I hope you enjoy reading these as much as I did.
Getting your first period isn’t a race
One day, after school, my mum and I went to the shops. I needed the loo, so said I’d catch up with her in the shop. As I emerged from the bathroom my mum knew by the look on my face what had happened. I was 11, and none of my friends had “started” yet. It made sense though, as I was about 5’9″ or so with size 11 feet!
We went into the shop, bought some pads, and I went to fit one. It was easy, and the whole experience wasn’t as scary as I expected, more surprising than anything else! My friends were strangely jealous, but the other girls at school took the mick out of me when they found out I was sitting out of PE due to cramp. I’m guessing they were weirdly jealous too, knowing I was developing first.
The thing about starting is that it’s not a race – you might start at 10, you might be 16, it doesn’t matter. Your body will do it when it’s the right time for you and your body. Just remember to look after yourself, and know that hot water bottles are your friend!
I ‘knew’ all about periods
I was 12 I think….. I ‘knew’ all about periods from Judy Blume books, sex ed and an awkward chat with my Mum at bathtime once.
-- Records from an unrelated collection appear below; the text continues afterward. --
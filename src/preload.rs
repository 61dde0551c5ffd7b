//! Preload hint for the sprite, so pages can fetch it before the CSS arrives.

use std::fmt;

use crate::config::SpriteConfig;
use crate::hashing::ContentHash;
use crate::stylesheet::versioned_sprite_url;
use crate::GENERATOR;

#[derive(Debug, Clone, PartialEq, Eq)]
pub struct PreloadFragment {
    /// Destination, relative to the source root.
    pub file: String,
    pub href: String,
}

impl fmt::Display for PreloadFragment {
    fn fmt(&self, f: &mut fmt::Formatter<'_>) -> fmt::Result {
        writeln!(f, "<!-- Auto-generated by {} -->", GENERATOR)?;
        writeln!(
            f,
            r#"<link rel="preload" href="{}" as="image" media="all"/>"#,
            self.href
        )
    }
}

/// `None` when `dst.preloadFile` is unset.
pub fn build_preload(config: &SpriteConfig, hash: &ContentHash) -> Option<PreloadFragment> {
    let file = config.dst.preload_file.clone()?;
    Some(PreloadFragment {
        file,
        href: versioned_sprite_url(config, hash),
    })
}
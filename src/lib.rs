//! cssprite Core - CSS Sprite Compiler
//!
//! # Guarantees
//! 1. Discovery Order Is Layout Order
//! 2. Rectangles Never Overlap Or Leave The Canvas
//! 3. The Hash Depends On Pixels Only
//! 4. No Stylesheet Without Its Sprite
//! 5. Defaults Are Never Mutated

/// Stage progress: `info!` when the run is verbose, `debug!` otherwise.
macro_rules! progress {
    ($verbose:expr, $($arg:tt)+) => {
        if $verbose {
            log::info!($($arg)+)
        } else {
            log::debug!($($arg)+)
        }
    };
}

pub mod catalog;
pub mod codec;
pub mod compositor;
pub mod config;
pub mod hashing;
pub mod layout;
pub mod pipeline;
pub mod preload;
pub mod stylesheet;
pub mod validation;

pub use catalog::{DiscoveryMode, Icon, IconCatalog};
pub use codec::{ImageCodec, RasterCodec, SpriteFormat};
pub use config::{Correspondence, PartialSpriteConfig, SpriteConfig};
pub use hashing::{hash_pixels, sha256_hex, ContentHash, HASH_PREFIX_LEN};
pub use layout::{CanvasSpec, LayoutEngine, Rectangle, SpriteLayout, StripLayout};
pub use pipeline::{PipelineError, RunReport, SpritePipeline, SpritePlan};
pub use preload::{build_preload, PreloadFragment};
pub use stylesheet::{build_stylesheet, CssRule, Stylesheet};
pub use validation::{ConfigValidator, ConfigViolation, ViolationSeverity};

pub const ENGINE_VERSION: &str = env!("CARGO_PKG_VERSION");
/// Name written into generated file headers.
pub const GENERATOR: &str = "cssprite";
At school (a girl’s school) we talked about it and speculated as to who had or hadn’t started blah blah, this was facilitated by a well meaning form tutor who got us all in Year 7 to close our eyes and raise our hand if we had started our period, of course there was much peeking and gossip afterwards! Recently a group of us recalled this and we could still reel off the girls who ‘had’!
Anyway getting my first period wasn’t some kind of life affirming moment, or beautiful experience of coming into womanhood. I went to the bathroom one morning and looked in horror at my knickers then went into my parents room where my Mum was getting ready for work and with a cold stone expression said ‘I’ve started my periods and it’s your fault for having a girl’.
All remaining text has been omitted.